╭─ PROVIDED DATA

use crate::config::MonitorConfig;
use crate::error::QueueError;
use crate::models::ProfileKind;
use crate::services::dispatch::{DispatchClient, DispatchUnit, EnqueueOutcome};
use crate::time::{parse_cron, ScheduleZone};
use anyhow::{Context, Result};
use chrono::{DateTime, Utc};
use cron::Schedule;
use std::time::Duration;
use tokio::task::JoinHandle;
use tokio_util::sync::CancellationToken;

#[derive(Debug, Clone)]
pub struct ScheduledTrigger {
    pub profile: ProfileKind,
    pub cron: String,
    schedule: Schedule,
}

impl ScheduledTrigger {
    pub fn new(profile: ProfileKind, cron_expr: &str) -> Result<Self> {
        let schedule = parse_cron(cron_expr)
            .with_context(|| format!("invalid schedule for profile {profile}"))?;
        Ok(Self {
            profile,
            cron: cron_expr.trim().to_string(),
            schedule,
        })
    }
}

/// Trigger registry. It only enqueues `run_profile` units; overlapping schedulers collapse on
/// the unit dedupe key.
pub struct Scheduler {
    client: DispatchClient,
    zone: ScheduleZone,
    triggers: Vec<ScheduledTrigger>,
}

impl Scheduler {
    pub fn new(client: DispatchClient, zone: ScheduleZone) -> Self {
        Self {
            client,
            zone,
            triggers: Vec::new(),
        }
    }

    pub fn from_config(client: DispatchClient, config: &MonitorConfig) -> Result<Self> {
        let mut scheduler = Self::new(client, config.schedule_zone()?);
        for (profile, expr) in config.trigger_exprs() {
            scheduler.schedule(ScheduledTrigger::new(profile, expr)?);
        }
        Ok(scheduler)
    }

    pub fn schedule(&mut self, trigger: ScheduledTrigger) {
        self.triggers.push(trigger);
    }

    pub fn triggers(&self) -> &[ScheduledTrigger] {
        &self.triggers
    }

    /// Earliest instant strictly after `after`, with every profile due at that instant.
    pub fn next_firing(&self, after: DateTime<Utc>) -> Option<(DateTime<Utc>, Vec<ProfileKind>)> {
        let mut best: Option<(DateTime<Utc>, Vec<ProfileKind>)> = None;
        for trigger in &self.triggers {
            let Some(at) = self.zone.next_fire(&trigger.schedule, after) else {
                continue;
            };
            let earlier = best.as_ref().map(|(best_at, _)| at < *best_at).unwrap_or(true);
            if earlier {
                best = Some((at, vec![trigger.profile]));
            } else if let Some((best_at, profiles)) = best.as_mut() {
                if *best_at == at && !profiles.contains(&trigger.profile) {
                    profiles.push(trigger.profile);
                }
            }
        }
        best
    }

    pub async fn fire(
        &self,
        profile: ProfileKind,
        scheduled_for: DateTime<Utc>,
    ) -> Result<EnqueueOutcome, QueueError> {
        let unit = DispatchUnit::RunProfile {
            profile,
            scheduled_for,
            run_date: self.zone.run_date(scheduled_for),
        };
        self.client.enqueue(&unit).await
    }

    pub fn start(self, cancel: CancellationToken) -> JoinHandle<()> {
        tokio::spawn(async move {
            for trigger in &self.triggers {
                tracing::info!(
                    profile = %trigger.profile,
                    cron = %trigger.cron,
                    zone = %self.zone.label(),
                    "schedule registered"
                );
            }
            let mut cursor = Utc::now();
            loop {
                let Some((at, profiles)) = self.next_firing(cursor) else {
                    tracing::warn!("no upcoming schedule firing; scheduler stopping");
                    break;
                };
                let wait = (at - Utc::now()).to_std().unwrap_or(Duration::ZERO);
                tokio::select! {
                    _ = cancel.cancelled() => break,
                    _ = tokio::time::sleep(wait) => {}
                }

                for profile in profiles {
                    match self.fire(profile, at).await {
                        Ok(outcome) => tracing::info!(
                            profile = %profile,
                            scheduled_for = %at,
                            unit_id = %outcome.id,
                            created = outcome.created,
                            "profile run enqueued"
                        ),
                        Err(err) => tracing::error!(
                            profile = %profile,
                            scheduled_for = %at,
                            error = %err,
                            "failed to enqueue profile run"
                        ),
                    }
                }
                cursor = at;
            }
        })
    }
}
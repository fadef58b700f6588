use crate::models::ProfileKind;
use chrono::{DateTime, NaiveDate, SecondsFormat, Utc};
use sha2::{Digest, Sha256};

pub(crate) fn dedupe_hash_hex(key: &str) -> String {
    let digest = Sha256::digest(key.trim().as_bytes());
    format!("{digest:x}")
}

pub(crate) fn instant_key(ts: DateTime<Utc>) -> String {
    ts.to_rfc3339_opts(SecondsFormat::Secs, true)
}

/// One alert per sensor, profile and run date.
pub(crate) fn notification_key(sensor_id: i32, profile: ProfileKind, run_date: NaiveDate) -> String {
    format!("notify:{}:{}:{}", profile.as_str(), run_date.format("%Y-%m-%d"), sensor_id)
}

#[cfg(test)]
mod tests {
    use super::*;
    use chrono::TimeZone;

    #[test]
    fn hash_ignores_surrounding_whitespace() {
        let a = dedupe_hash_hex("run_profile:sleep:2026-10-19T06:00:00Z");
        let b = dedupe_hash_hex("  run_profile:sleep:2026-10-19T06:00:00Z\n");
        assert_eq!(a, b);
        assert_eq!(a.len(), 64);
        assert_ne!(a, dedupe_hash_hex("run_profile:work:2026-10-19T06:00:00Z"));
    }

    #[test]
    fn keys_are_stable_text() {
        let ts = Utc.with_ymd_and_hms(2026, 10, 19, 6, 0, 0).unwrap();
        assert_eq!(instant_key(ts), "2026-10-19T06:00:00Z");

        let date = NaiveDate::from_ymd_opt(2026, 10, 19).unwrap();
        assert_eq!(
            notification_key(42, ProfileKind::Work, date),
            "notify:work:2026-10-19:42"
        );
    }
}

╰─

**WHAT IS REQUIRED**: Your answer should be the lines of the material above that include "DispatchClient".

**SOLVED EXERCISE**:
use crate::services::dispatch::{DispatchClient, DispatchUnit, EnqueueOutcome};
    client: DispatchClient,
    pub fn new(client: DispatchClient, zone: ScheduleZone) -> Self {
    pub fn from_config(client: DispatchClient, config: &MonitorConfig) -> Result<Self> {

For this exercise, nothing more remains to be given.